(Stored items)
[Start of section]
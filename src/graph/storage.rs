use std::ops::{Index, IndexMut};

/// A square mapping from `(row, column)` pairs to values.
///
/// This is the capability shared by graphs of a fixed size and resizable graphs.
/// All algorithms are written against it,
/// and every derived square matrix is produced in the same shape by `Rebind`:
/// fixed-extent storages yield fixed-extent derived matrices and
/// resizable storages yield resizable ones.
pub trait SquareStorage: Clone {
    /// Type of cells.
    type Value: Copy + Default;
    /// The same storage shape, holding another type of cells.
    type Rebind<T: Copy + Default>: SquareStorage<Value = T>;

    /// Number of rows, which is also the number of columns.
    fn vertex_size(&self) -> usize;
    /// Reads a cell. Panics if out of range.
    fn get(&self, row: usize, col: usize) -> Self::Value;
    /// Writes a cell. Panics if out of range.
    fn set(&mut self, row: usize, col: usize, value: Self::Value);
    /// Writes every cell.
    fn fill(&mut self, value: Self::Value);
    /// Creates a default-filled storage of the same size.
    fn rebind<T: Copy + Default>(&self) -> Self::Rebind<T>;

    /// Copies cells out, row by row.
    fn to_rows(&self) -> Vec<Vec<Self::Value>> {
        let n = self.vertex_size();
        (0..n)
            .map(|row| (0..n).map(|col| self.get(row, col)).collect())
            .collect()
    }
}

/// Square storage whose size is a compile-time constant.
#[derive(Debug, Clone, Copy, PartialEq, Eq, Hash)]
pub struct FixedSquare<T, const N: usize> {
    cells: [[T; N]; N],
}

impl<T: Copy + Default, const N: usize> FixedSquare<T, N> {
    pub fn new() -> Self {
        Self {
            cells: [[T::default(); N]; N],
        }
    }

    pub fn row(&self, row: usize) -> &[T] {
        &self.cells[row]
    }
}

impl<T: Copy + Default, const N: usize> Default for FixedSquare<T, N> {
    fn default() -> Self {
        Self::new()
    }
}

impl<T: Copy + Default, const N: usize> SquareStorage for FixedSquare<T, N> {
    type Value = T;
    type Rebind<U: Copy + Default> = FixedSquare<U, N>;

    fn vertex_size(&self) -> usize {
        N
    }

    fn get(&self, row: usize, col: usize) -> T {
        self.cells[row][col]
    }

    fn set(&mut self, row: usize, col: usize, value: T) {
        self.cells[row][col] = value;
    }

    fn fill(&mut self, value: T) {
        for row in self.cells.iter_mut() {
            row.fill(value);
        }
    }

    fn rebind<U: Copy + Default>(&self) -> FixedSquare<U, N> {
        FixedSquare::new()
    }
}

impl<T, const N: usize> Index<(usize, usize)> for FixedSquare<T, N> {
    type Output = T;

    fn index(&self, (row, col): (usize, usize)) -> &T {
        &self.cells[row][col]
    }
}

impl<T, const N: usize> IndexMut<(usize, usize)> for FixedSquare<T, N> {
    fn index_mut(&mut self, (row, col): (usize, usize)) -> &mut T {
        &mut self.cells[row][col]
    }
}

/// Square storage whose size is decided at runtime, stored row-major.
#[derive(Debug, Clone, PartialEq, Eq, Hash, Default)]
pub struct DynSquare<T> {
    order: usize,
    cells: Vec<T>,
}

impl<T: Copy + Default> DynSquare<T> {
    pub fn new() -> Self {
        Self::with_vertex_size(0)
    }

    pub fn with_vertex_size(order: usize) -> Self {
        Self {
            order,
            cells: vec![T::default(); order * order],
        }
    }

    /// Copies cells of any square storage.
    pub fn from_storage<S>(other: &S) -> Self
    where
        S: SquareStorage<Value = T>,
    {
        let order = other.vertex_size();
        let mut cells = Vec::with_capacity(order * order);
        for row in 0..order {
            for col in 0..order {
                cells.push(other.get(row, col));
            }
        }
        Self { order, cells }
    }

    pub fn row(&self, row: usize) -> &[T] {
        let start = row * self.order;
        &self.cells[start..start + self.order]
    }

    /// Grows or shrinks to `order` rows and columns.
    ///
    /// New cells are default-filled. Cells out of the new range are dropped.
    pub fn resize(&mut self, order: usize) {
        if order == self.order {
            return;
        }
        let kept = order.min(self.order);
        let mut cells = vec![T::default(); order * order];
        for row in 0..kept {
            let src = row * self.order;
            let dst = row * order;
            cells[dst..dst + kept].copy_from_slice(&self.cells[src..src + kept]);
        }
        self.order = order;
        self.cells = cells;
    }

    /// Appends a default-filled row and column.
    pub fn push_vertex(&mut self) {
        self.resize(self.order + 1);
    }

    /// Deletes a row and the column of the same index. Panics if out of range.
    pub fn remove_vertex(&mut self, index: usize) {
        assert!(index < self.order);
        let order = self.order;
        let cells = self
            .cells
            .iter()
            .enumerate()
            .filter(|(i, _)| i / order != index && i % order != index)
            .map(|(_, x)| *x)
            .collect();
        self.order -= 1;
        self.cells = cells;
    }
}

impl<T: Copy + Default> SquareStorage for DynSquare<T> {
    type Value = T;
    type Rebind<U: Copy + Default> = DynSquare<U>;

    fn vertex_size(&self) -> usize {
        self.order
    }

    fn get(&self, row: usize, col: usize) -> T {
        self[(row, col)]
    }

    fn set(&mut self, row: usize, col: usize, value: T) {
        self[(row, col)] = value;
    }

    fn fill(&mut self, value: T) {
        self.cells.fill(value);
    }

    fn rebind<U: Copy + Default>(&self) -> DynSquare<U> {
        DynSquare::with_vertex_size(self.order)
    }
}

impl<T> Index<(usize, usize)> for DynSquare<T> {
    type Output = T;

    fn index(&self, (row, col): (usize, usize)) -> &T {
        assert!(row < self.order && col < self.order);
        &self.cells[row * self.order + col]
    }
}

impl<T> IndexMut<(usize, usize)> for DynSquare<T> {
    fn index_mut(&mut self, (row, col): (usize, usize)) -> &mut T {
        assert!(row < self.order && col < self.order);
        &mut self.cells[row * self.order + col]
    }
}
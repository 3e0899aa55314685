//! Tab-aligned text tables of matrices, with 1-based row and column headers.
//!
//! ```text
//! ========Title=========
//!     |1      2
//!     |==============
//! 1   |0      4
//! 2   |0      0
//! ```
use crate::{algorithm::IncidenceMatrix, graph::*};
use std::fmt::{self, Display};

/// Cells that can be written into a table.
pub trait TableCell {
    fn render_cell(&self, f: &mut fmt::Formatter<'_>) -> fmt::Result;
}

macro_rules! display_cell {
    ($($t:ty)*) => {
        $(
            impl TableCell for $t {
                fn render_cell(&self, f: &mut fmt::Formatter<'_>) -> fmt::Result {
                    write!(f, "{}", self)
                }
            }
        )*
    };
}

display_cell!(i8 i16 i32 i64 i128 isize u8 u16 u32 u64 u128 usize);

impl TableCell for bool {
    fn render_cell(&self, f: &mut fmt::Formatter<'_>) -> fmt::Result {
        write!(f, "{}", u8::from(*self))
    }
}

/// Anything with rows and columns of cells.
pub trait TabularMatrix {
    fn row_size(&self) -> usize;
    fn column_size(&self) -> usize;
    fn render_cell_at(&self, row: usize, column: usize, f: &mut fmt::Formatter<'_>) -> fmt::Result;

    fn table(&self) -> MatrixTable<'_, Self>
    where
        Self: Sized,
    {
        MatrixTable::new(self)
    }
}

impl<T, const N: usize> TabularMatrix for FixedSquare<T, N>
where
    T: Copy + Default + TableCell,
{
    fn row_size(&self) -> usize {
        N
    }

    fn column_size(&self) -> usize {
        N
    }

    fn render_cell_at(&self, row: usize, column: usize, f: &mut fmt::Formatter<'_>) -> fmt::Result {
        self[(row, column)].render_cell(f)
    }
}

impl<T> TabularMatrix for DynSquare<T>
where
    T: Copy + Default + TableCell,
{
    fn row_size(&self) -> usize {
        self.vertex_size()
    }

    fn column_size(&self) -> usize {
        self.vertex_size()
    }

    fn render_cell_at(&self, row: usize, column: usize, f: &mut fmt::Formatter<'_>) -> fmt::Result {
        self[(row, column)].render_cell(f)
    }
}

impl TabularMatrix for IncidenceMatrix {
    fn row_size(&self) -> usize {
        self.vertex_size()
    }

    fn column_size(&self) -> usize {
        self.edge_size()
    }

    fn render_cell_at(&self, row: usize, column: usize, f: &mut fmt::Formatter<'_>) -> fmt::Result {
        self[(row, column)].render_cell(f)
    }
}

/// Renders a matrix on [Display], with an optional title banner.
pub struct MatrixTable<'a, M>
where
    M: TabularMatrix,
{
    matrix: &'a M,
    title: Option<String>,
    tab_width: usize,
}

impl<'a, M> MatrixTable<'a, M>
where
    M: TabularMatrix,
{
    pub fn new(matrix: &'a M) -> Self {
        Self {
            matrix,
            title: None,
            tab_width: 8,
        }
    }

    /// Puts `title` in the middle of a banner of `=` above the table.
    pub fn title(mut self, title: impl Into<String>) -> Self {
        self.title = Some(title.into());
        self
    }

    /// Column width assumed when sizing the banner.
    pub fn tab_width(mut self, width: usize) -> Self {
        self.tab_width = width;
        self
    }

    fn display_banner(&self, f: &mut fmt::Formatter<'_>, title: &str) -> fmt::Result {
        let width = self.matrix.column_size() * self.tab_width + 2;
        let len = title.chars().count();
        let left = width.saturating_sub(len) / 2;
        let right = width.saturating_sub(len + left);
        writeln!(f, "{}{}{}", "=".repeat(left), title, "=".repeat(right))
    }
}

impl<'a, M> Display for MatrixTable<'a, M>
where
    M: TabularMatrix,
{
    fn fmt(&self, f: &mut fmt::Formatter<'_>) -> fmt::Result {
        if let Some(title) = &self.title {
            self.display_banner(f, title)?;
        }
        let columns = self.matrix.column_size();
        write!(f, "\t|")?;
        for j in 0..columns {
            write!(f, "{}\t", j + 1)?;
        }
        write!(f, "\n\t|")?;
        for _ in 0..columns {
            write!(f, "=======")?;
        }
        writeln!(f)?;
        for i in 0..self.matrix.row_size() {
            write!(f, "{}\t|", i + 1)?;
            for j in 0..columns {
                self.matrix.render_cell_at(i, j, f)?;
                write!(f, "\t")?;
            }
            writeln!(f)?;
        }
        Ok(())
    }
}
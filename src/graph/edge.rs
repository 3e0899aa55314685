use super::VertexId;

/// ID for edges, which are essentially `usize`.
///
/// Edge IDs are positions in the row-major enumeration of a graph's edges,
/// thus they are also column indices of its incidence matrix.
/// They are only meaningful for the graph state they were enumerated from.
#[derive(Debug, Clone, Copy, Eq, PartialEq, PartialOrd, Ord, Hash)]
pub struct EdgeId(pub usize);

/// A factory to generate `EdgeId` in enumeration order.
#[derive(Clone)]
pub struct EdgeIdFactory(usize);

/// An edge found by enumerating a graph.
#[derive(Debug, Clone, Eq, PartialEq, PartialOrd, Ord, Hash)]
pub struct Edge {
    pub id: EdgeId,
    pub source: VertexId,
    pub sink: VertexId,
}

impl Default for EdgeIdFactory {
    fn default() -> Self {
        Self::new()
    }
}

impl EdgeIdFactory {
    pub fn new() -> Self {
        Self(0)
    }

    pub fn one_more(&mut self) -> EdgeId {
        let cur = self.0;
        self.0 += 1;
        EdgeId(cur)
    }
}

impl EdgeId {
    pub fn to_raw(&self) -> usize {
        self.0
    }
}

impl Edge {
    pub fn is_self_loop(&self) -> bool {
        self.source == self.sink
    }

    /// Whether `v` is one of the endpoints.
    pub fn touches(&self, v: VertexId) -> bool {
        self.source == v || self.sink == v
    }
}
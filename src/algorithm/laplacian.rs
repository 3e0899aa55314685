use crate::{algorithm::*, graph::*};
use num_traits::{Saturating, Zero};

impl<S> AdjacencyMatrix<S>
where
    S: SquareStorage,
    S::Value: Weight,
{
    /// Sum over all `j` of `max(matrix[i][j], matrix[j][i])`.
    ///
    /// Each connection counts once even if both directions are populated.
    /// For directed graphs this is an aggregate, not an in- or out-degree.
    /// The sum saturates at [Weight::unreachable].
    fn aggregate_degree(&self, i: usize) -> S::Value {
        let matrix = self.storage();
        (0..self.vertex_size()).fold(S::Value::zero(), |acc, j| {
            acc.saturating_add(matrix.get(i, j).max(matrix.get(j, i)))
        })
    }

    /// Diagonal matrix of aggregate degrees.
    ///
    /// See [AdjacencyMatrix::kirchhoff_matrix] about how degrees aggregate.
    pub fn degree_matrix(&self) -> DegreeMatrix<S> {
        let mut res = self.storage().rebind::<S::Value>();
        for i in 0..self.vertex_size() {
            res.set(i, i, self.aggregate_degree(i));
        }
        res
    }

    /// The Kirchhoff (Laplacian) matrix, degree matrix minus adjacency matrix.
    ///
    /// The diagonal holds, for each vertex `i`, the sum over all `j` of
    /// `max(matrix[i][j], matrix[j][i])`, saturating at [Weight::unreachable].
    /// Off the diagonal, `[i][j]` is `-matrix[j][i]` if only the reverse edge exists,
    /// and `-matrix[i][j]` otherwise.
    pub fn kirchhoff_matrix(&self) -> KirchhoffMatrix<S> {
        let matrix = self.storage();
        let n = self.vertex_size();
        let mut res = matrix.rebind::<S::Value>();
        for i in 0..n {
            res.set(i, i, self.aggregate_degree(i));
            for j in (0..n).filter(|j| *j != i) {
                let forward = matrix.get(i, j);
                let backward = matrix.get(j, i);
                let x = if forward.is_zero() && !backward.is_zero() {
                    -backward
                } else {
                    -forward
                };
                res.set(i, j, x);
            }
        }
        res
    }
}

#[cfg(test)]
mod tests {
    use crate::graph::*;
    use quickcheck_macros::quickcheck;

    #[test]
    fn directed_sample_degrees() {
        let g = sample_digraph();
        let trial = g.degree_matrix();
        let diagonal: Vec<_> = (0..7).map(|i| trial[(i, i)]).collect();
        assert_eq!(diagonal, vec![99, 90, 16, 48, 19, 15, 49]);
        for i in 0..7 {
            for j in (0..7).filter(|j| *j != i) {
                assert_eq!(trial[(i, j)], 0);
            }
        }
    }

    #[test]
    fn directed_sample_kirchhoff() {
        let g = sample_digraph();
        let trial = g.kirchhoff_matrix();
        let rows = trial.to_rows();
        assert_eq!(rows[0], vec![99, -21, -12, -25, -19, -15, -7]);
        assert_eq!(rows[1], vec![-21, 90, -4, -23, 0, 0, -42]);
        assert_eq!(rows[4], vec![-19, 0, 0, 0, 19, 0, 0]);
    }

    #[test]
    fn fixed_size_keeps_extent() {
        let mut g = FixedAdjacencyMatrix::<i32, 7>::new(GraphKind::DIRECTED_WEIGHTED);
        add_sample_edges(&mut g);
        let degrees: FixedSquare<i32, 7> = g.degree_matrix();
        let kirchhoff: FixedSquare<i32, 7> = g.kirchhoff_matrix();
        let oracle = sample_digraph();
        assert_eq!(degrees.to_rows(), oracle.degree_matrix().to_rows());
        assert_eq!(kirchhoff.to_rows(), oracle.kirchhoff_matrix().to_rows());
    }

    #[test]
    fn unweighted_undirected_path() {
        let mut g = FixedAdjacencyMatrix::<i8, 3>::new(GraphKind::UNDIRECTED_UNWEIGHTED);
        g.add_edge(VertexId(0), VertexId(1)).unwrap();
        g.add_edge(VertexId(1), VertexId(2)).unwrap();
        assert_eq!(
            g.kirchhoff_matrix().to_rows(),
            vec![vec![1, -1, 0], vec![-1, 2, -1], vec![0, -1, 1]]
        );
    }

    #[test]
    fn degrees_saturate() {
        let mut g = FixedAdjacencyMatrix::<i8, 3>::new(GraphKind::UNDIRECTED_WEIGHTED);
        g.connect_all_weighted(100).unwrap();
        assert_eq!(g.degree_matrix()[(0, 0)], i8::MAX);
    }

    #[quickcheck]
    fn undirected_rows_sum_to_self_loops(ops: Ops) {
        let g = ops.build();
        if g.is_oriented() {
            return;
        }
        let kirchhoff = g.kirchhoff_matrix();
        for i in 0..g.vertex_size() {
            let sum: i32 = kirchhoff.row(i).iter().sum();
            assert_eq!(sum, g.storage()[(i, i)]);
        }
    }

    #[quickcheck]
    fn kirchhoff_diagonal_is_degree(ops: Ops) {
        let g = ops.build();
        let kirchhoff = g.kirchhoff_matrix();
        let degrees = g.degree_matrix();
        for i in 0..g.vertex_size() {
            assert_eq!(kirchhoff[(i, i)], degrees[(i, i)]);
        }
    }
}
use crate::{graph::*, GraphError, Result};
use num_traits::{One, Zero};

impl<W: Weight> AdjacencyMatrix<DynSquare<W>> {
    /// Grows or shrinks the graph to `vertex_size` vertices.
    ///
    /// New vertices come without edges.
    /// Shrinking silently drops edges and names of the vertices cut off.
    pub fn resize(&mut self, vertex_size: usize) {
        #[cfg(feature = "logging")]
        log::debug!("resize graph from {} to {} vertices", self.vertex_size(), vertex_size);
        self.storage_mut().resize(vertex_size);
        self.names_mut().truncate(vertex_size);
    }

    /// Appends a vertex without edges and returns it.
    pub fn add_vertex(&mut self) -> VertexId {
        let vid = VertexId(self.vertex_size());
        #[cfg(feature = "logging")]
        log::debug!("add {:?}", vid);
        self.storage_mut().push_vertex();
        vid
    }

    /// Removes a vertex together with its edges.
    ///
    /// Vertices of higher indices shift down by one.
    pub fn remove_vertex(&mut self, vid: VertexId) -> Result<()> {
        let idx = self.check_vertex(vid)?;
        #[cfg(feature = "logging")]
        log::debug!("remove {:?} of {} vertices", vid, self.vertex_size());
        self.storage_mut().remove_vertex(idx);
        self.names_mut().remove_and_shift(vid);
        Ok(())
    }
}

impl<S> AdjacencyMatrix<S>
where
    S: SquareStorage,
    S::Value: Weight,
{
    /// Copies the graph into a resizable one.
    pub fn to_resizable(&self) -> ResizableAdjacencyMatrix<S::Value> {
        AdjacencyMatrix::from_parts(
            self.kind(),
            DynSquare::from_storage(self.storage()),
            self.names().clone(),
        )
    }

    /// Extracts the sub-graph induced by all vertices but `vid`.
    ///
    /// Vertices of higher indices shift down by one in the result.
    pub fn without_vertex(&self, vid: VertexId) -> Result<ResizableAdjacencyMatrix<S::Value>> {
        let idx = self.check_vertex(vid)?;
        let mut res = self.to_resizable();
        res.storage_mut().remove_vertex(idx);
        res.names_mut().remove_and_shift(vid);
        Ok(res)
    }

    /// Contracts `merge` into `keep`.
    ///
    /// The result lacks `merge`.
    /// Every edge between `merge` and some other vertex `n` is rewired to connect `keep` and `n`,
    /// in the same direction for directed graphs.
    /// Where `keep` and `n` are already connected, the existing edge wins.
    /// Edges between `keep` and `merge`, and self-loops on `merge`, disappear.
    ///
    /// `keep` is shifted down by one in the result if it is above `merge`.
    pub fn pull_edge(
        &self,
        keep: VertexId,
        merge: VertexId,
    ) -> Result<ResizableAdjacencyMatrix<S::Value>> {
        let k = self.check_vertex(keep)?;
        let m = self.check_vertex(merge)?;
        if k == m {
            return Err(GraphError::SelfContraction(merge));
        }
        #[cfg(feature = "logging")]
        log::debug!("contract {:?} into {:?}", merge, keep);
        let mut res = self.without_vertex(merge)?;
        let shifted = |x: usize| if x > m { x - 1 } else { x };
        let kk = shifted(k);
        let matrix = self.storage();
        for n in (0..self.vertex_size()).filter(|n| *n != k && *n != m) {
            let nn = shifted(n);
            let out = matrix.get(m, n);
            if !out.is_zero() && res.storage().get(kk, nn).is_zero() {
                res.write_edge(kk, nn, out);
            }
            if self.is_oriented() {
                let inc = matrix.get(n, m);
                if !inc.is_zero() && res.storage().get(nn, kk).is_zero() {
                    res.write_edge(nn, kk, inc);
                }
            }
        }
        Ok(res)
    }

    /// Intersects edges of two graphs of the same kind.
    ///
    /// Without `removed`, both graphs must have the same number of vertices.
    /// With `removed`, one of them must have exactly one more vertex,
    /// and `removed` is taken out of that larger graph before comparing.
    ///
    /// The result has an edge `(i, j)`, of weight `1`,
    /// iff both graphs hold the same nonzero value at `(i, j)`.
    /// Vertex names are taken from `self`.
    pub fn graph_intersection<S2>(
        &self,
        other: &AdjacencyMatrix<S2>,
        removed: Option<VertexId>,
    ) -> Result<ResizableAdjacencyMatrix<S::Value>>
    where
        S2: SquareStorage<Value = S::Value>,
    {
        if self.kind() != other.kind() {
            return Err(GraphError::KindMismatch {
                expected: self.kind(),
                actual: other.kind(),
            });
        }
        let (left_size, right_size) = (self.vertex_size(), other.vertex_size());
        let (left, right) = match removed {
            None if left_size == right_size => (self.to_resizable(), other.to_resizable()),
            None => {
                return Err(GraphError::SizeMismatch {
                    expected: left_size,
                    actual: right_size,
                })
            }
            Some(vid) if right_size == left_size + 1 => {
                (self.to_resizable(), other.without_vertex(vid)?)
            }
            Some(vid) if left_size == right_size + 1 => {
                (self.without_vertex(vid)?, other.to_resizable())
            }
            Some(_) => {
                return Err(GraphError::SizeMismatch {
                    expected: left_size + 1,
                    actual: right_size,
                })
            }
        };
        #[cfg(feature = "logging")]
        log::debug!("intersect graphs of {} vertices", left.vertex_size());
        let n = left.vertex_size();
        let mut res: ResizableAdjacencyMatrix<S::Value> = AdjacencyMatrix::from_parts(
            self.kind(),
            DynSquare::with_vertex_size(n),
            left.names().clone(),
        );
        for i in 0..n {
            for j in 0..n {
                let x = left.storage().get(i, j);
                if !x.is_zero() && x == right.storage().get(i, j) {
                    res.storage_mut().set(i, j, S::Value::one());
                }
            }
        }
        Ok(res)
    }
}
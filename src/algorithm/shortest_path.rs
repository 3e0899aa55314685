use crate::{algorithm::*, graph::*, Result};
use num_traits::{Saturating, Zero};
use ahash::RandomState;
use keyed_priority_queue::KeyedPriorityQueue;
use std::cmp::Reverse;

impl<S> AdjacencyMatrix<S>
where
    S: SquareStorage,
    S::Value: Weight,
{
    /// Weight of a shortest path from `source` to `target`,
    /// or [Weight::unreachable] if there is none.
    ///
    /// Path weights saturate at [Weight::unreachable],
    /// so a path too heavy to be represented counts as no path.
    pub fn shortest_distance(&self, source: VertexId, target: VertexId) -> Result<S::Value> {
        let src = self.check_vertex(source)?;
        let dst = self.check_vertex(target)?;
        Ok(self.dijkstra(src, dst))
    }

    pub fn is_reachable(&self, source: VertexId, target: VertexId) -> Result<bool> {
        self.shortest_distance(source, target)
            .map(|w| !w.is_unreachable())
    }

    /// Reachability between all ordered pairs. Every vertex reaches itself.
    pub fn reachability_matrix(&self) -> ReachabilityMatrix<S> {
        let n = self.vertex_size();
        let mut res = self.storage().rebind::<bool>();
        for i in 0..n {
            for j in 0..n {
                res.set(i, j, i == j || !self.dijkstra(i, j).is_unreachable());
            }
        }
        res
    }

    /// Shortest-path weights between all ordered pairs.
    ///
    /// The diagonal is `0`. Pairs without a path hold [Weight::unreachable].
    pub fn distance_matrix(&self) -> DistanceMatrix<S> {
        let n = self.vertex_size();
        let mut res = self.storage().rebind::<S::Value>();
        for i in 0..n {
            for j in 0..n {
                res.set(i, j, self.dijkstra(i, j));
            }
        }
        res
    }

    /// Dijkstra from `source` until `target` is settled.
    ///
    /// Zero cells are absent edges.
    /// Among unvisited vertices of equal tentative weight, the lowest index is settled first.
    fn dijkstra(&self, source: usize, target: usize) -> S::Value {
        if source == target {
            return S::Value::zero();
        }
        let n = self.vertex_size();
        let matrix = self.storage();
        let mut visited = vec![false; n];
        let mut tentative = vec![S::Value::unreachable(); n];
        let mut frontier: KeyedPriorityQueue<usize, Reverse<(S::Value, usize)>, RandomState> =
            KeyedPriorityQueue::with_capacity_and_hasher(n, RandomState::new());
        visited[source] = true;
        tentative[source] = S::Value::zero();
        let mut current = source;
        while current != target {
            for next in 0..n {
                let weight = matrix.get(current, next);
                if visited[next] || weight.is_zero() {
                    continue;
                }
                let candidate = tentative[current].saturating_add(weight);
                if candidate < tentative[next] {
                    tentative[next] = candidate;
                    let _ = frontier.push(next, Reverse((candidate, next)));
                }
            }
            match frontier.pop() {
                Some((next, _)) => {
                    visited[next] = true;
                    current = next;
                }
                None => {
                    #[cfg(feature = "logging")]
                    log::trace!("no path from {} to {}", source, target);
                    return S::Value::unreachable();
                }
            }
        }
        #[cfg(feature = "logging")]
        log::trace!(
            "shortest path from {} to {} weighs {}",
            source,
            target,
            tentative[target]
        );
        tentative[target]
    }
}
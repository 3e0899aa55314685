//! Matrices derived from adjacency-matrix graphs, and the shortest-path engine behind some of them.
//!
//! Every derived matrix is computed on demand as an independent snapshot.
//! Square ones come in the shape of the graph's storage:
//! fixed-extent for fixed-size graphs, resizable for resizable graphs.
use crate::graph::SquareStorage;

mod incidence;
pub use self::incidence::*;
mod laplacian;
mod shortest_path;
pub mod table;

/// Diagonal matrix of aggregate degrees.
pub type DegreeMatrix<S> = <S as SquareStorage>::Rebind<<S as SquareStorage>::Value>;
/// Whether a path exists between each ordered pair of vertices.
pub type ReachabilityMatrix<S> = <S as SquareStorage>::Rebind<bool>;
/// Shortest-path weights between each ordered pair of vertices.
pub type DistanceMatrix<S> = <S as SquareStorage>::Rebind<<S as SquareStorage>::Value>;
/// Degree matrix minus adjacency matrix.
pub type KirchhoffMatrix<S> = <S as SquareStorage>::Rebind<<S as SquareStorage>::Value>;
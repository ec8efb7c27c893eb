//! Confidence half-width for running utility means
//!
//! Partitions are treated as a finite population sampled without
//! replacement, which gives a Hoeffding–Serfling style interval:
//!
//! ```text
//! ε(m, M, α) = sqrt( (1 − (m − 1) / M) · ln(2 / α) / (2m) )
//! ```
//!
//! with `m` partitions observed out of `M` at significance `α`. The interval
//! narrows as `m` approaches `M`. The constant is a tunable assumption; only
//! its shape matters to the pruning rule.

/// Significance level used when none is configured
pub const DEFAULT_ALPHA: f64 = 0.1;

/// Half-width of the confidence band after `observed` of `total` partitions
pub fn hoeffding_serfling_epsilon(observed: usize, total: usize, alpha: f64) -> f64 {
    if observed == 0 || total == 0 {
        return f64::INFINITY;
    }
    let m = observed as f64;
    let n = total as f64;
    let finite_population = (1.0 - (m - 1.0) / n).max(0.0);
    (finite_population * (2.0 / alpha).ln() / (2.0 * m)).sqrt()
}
[End of section]
ASSIGNMENT: Copy only the entries from the first line to the line with "Reads a cell. Panics if out of range.", each exactly as it appears.

SOLUTION FOR THIS EXERCISE:
filename src/graph/storage.rs
use std::ops::{Index, IndexMut};

/// A square mapping from `(row, column)` pairs to values.
///
/// This is the capability shared by graphs of a fixed size and resizable graphs.
/// All algorithms are written against it,
/// and every derived square matrix is produced in the same shape by `Rebind`:
/// fixed-extent storages yield fixed-extent derived matrices and
/// resizable storages yield resizable ones.
pub trait SquareStorage: Clone {
    /// Type of cells.
    type Value: Copy + Default;
    /// The same storage shape, holding another type of cells.
    type Rebind<T: Copy + Default>: SquareStorage<Value = T>;

    /// Number of rows, which is also the number of columns.
    fn vertex_size(&self) -> usize;
    /// Reads a cell. Panics if out of range.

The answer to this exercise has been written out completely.